The test of whether two offenses constitute the same crime was announced by the United States Supreme Court some seventy-five years ago in Blockburger v. United States, 284 U.S. 299, 304 (1932), in stating, "The applicable rule is that where the same act or transaction constitutes a violation of two distinct statutory provisions, the test to be applied to determine whether there are two offenses or only one, is whether each provision requires proof of a fact which the other does not." This is commonly called the "same elements" test.
For a time, the United States Supreme Court diverged from that test and announced that:
[A] subsequent prosecution must do more than merely survive the Blockburger test . . . . [T]he Double Jeopardy Clause bars any subsequent prosecution in which the government, to establish an essential element of the offense charged in that prosecution, will prove conduct that constitutes an offense for which the defendant has already been prosecuted.

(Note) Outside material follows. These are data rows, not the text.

use crate::config::{SnippetConfig, ToolsConfig};
use crate::snippet::{wrap_math, MathRenderer};
use crate::utils::{run_tool, RenderError};
use std::{fs, path::PathBuf};

const SNIPPET_STEM: &str = "snippet";

/// Renders math through `latex` and `dvisvgm`.
///
/// Each call typesets a `standalone` page in Computer Modern inside a fresh
/// temporary directory, which is removed when the call returns whether or
/// not typesetting succeeded. Glyphs are emitted as paths so the SVG does
/// not depend on fonts installed on the viewing machine.
#[derive(Debug, Clone)]
pub struct LatexMathRenderer {
    latex: String,
    latex_args: Vec<String>,
    dvisvgm: String,
    dvisvgm_args: Vec<String>,
    font_size: u32,
    scratch_dir: Option<PathBuf>,
}

impl LatexMathRenderer {
    pub fn new(tools: &ToolsConfig, snippet: &SnippetConfig) -> Self {
        Self {
            latex: tools.latex.clone(),
            latex_args: tools.latex_args.clone(),
            dvisvgm: tools.dvisvgm.clone(),
            dvisvgm_args: tools.dvisvgm_args.clone(),
            font_size: snippet.font_size,
            scratch_dir: snippet.scratch_dir.clone(),
        }
    }

    fn standalone_source(&self, expression: &str) -> String {
        // Baseline skip follows the usual 1.2 ratio.
        let skip = self.font_size as f64 * 1.2;
        format!(
            "\\documentclass[preview,border=0pt]{{standalone}}\n\
             \\usepackage{{amsmath}}\n\
             \\usepackage{{amssymb}}\n\
             \\begin{{document}}\n\
             \\fontsize{{{}}}{{{:.1}}}\\selectfont\n\
             {}\n\
             \\end{{document}}\n",
            self.font_size,
            skip,
            wrap_math(expression)
        )
    }
}

impl MathRenderer for LatexMathRenderer {
    fn render_svg(&self, expression: &str) -> Result<String, RenderError> {
        let mut builder = tempfile::Builder::new();
        builder.prefix("texrender-");
        let scratch = match &self.scratch_dir {
            Some(dir) => builder.tempdir_in(dir)?,
            None => builder.tempdir()?,
        };
        let tex_name = format!("{SNIPPET_STEM}.tex");
        let dvi_name = format!("{SNIPPET_STEM}.dvi");
        let svg_name = format!("{SNIPPET_STEM}.svg");

        fs::write(scratch.path().join(&tex_name), self.standalone_source(expression))?;

        let mut latex_args = self.latex_args.clone();
        latex_args.extend([
            "-interaction=nonstopmode".to_string(),
            "-halt-on-error".to_string(),
            tex_name,
        ]);
        run_tool(&self.latex, &latex_args, Some(scratch.path()))?;

        let mut dvisvgm_args = self.dvisvgm_args.clone();
        dvisvgm_args.extend([
            "--no-fonts".to_string(),
            "-e".to_string(),
            format!("--output={svg_name}"),
            dvi_name,
        ]);
        run_tool(&self.dvisvgm, &dvisvgm_args, Some(scratch.path()))?;

        let svg = fs::read_to_string(scratch.path().join(&svg_name))?;
        if svg.trim().is_empty() {
            return Err(RenderError::EmptyOutput);
        }
        Ok(svg)
    }
}
use usvg::Tree;

/// Resolution usvg assumes when mapping SVG user units to pixels.
pub const CSS_DPI: f32 = 96.0;

pub fn prepare_svg_tree(svg_data: &[u8]) -> Result<Tree, String> {
    let mut options = usvg::Options::default();
    options.fontdb_mut().load_system_fonts();
    Tree::from_data(svg_data, &options).map_err(|e| format!("Unable to parse SVG: {e}"))
}
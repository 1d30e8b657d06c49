/*!
This crate converts SVG documents held in memory into image files. An SVG can
be written verbatim, rasterized into a transparent PNG at a chosen resolution,
or vectorized into a single-page PDF. The output format is picked from the
extension of the destination path.
*/

mod common;
mod image;
mod pdf;
mod png;

pub use common::{prepare_svg_tree, CSS_DPI};
pub use image::{write as write_image, FileType};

This is not an "actual evidence" or "same evidence" test. The critical inquiry is what conduct the State will prove, not the evidence the State will use to prove that conduct.
Grady v. Corbin, 495 U.S. 508, 521 (1990) (footnotes omitted) (emphasis added).
However, after this newer standard posed great confusion and consternation, the Supreme Court overruled Corbin and reinstated the simpler and more straightforward "same elements" test set out in Blockburger. United States v. Dixon, 509 U.S. 688, 704 (1993). For the purpose of determining whether double jeopardy applies, two offenses are considered the same if one of the offenses contains all the elements of the other; they are not the same if each offense has a unique element. See Wilson v. State, No. 01-06-00673-CR, 2007 Tex. App. LEXIS 6184 (Tex. App.--Houston [1st Dist.] Aug. 2, 2007, pet. filed); see also Ortega v. State, 171 S.W.3d 895, 899 (Tex. Crim. App. 2005). The applicable rule is that where the same act or transaction constitutes a violation of two distinct statutory provisions, the test to be applied to determine whether there are two offenses or only one is whether each provision requires proof of an additional fact which the other does not. State v. Remsing, 829 S.W.2d 400 (Tex. App.--Austin 1992, pet. ref'd). (3)
The elements of the "unsafe speed" charge to which Ephraim pled guilty are (1) the operator of an automobile (2) drove the vehicle at a speed (3) which was greater than was reasonable and prudent (4) under the circumstances then existing. See Tex. Transp. Code Ann. § 545.35(a).
Contrasting with that, in order to prove an "intoxication assault" charge, the State must prove the following elements: (1) a person (2) while driving a motor vehicle (3) in a public place (4) while intoxicated (5) by reason of his intoxication (6) through an accident or a mistake (7) causes serious bodily injury to another person. Tex. Penal Code Ann. § 49.07.
As can be seen, there are some common elements between the two offenses. However, under the unsafe speed charge, there is no necessity to prove bodily injury to another, intoxication by the driver, or that intoxication was the reason which precipitated the accident or mistake. In the intoxication assault charge, there was no necessity to show that the offender used a more excessive speed than was reasonable and prudent under the circumstances.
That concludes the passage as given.